At the beginning of 2013, President Goodluck Jonathan made good on a campaign promise to Nollywood and announced his plan for a N3 billion fund earmarked for the film industry. This money will be disbursed as grants to particular sectors of the industry with the aim of reshaping and boosting film production and distribution. The introduction of such a massive sum of money in the form of grants has stirred producers across Nollywood, though most still feel left in the dark with regards to how exactly the special fund will be administered.
Yesterday, as Shaibu Husseini reports in The Guardian newspaper, the Minister of Finance Dr. Ngozi Okonjo-Iweala and Minister of Tourism Edem Duke signaled the release of N300 million from the president’s fund, now called Project Act Nollywood. The funds will target capacity building efforts, the ministers say. Provisions have been made for every trade involved in bringing a film to life from producing, directing, and acting, to sound engineering, lighting, and scriptwriting.
The industry should welcome whatever investment the Federal Government is willing to make, as this is the certainly the largest amount the FG has released to the industry without first channelling them through the NFC, NFVCB or other state-run institutions. I am skeptical of the effectiveness of capacity building as a means of reshaping the industry. To the contrary, it seems possible to retrench some of the uneven professional capacity that we find in Nollywood. Sound engineers, lighting gaffers, production designers and scriptwriters should be the focus of training efforts, yet will training programs produce better screenplays if scriptwriters continue to be the least respected and worst paid artists in the industry? Where in Nigeria will a sound engineer go to improve his professional skills?

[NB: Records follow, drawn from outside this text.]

//! Applying documents to the engine
//!
//! Documents are handed to `compose` through a temporary file that lives
//! for the duration of the command. Per-option actions (start, stop,
//! restart, pull) bypass compose and name their targets directly.

use crate::query::DEFAULT_PROGRAM;
use crate::{Error, Result};
use stack_core::Document;
use std::borrow::Cow;
use std::ffi::OsString;
use std::io::Write;
use std::process::{Command, Stdio};
use tempfile::NamedTempFile;

/// What happens to a command's output.
#[derive(Debug, Clone, Copy, PartialEq, Eq, Default)]
pub enum OutputMode {
    /// Stream to this process's stdout and stderr
    #[default]
    Inherit,
    /// Capture; stderr is reported on failure
    Capture,
}

/// Runs engine commands.
#[derive(Debug, Clone)]
pub struct ComposeRunner {
    program: String,
    output: OutputMode,
}

impl Default for ComposeRunner {
    fn default() -> Self {
        Self::new(DEFAULT_PROGRAM)
    }
}

impl ComposeRunner {
    pub fn new(program: impl Into<String>) -> Self {
        Self {
            program: program.into(),
            output: OutputMode::default(),
        }
    }

    pub fn with_output(mut self, output: OutputMode) -> Self {
        self.output = output;
        self
    }

    /// Run `compose -f <tmp> <args...>` against `document`.
    pub fn compose(&self, document: &Document, args: &[&str]) -> Result<()> {
        let file = write_compose_file(document)?;
        let mut argv: Vec<OsString> = vec!["compose".into(), "-f".into(), file.path().into()];
        argv.extend(args.iter().map(OsString::from));
        self.run(&argv)
        // `file` is removed here, after the command has exited
    }

    /// Run `<action> <targets...>` directly. No targets is a no-op.
    pub fn run_direct(&self, action: &str, targets: &[String]) -> Result<()> {
        if targets.is_empty() {
            tracing::debug!(action, "No targets, nothing to run");
            return Ok(());
        }
        let mut argv: Vec<OsString> = vec![action.into()];
        argv.extend(targets.iter().map(OsString::from));
        self.run(&argv)
    }

    fn run(&self, argv: &[OsString]) -> Result<()> {
        let command_line = self.describe(argv);
        tracing::info!(command = %command_line, "Running engine command");

        let mut command = Command::new(&self.program);
        command.args(argv).stdin(Stdio::null());

        let (status, stderr) = match self.output {
            OutputMode::Inherit => {
                let status = command.status().map_err(|source| self.spawn_error(source))?;
                (status, String::new())
            }
            OutputMode::Capture => {
                let output = command.output().map_err(|source| self.spawn_error(source))?;
                let stderr = String::from_utf8_lossy(&output.stderr).trim().to_string();
                (output.status, stderr)
            }
        };

        if status.success() {
            Ok(())
        } else {
            Err(Error::CommandFailed {
                command: command_line,
                code: status.code().unwrap_or(-1),
                stderr,
            })
        }
    }

    fn spawn_error(&self, source: std::io::Error) -> Error {
        Error::Spawn {
            program: self.program.clone(),
            source,
        }
    }

    fn describe(&self, argv: &[OsString]) -> String {
        std::iter::once(Cow::Borrowed(self.program.as_str()))
            .chain(argv.iter().map(|a| a.to_string_lossy()))
            .collect::<Vec<_>>()
            .join(" ")
    }
}

/// Serialize `document` into a named temporary `.yaml` file.
///
/// The file is deleted when the returned handle is dropped.
pub fn write_compose_file(document: &Document) -> Result<NamedTempFile> {
    let yaml = document.to_yaml().map_err(|e| Error::Render {
        message: e.to_string(),
    })?;

    let mut file = tempfile::Builder::new()
        .prefix("stackmix-compose-")
        .suffix(".yaml")
        .tempfile()
        .map_err(|source| Error::TempFile { source })?;
    file.write_all(yaml.as_bytes())
        .and_then(|()| file.flush())
        .map_err(|source| Error::TempFile { source })?;

    tracing::debug!(path = %file.path().display(), "Wrote compose file");
    Ok(file)
}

The released funds, ” will give grants to existing local private institutes that offer training courses, programmes and technical certification in the movie industry.” But most training centers today focus on acting, producing, and cinematography, and are intended to recruit and introduce new professionals into the industry. Will a producer with thirty films to his or her name go back to hone their skills at one of these schools, and if so, will they learn new techniques unlike those they acquired by experience that will translate to what we see on the screen? Training centers are, after all, often run by veteran actors and producers. What would be the effect of revamping the programs offered at the NFI, I wonder, to shift the focus of its curriculum away from an older cinematic style and toward the unique style of production practiced in Nollywood?
We should all be asking, as the FG continues to reveal details about how it is administering the Project Act Nollywood funds, how does this solve matters of distribution and financing in a way that makes the industry better able to stand on its own after the fund is exhausted.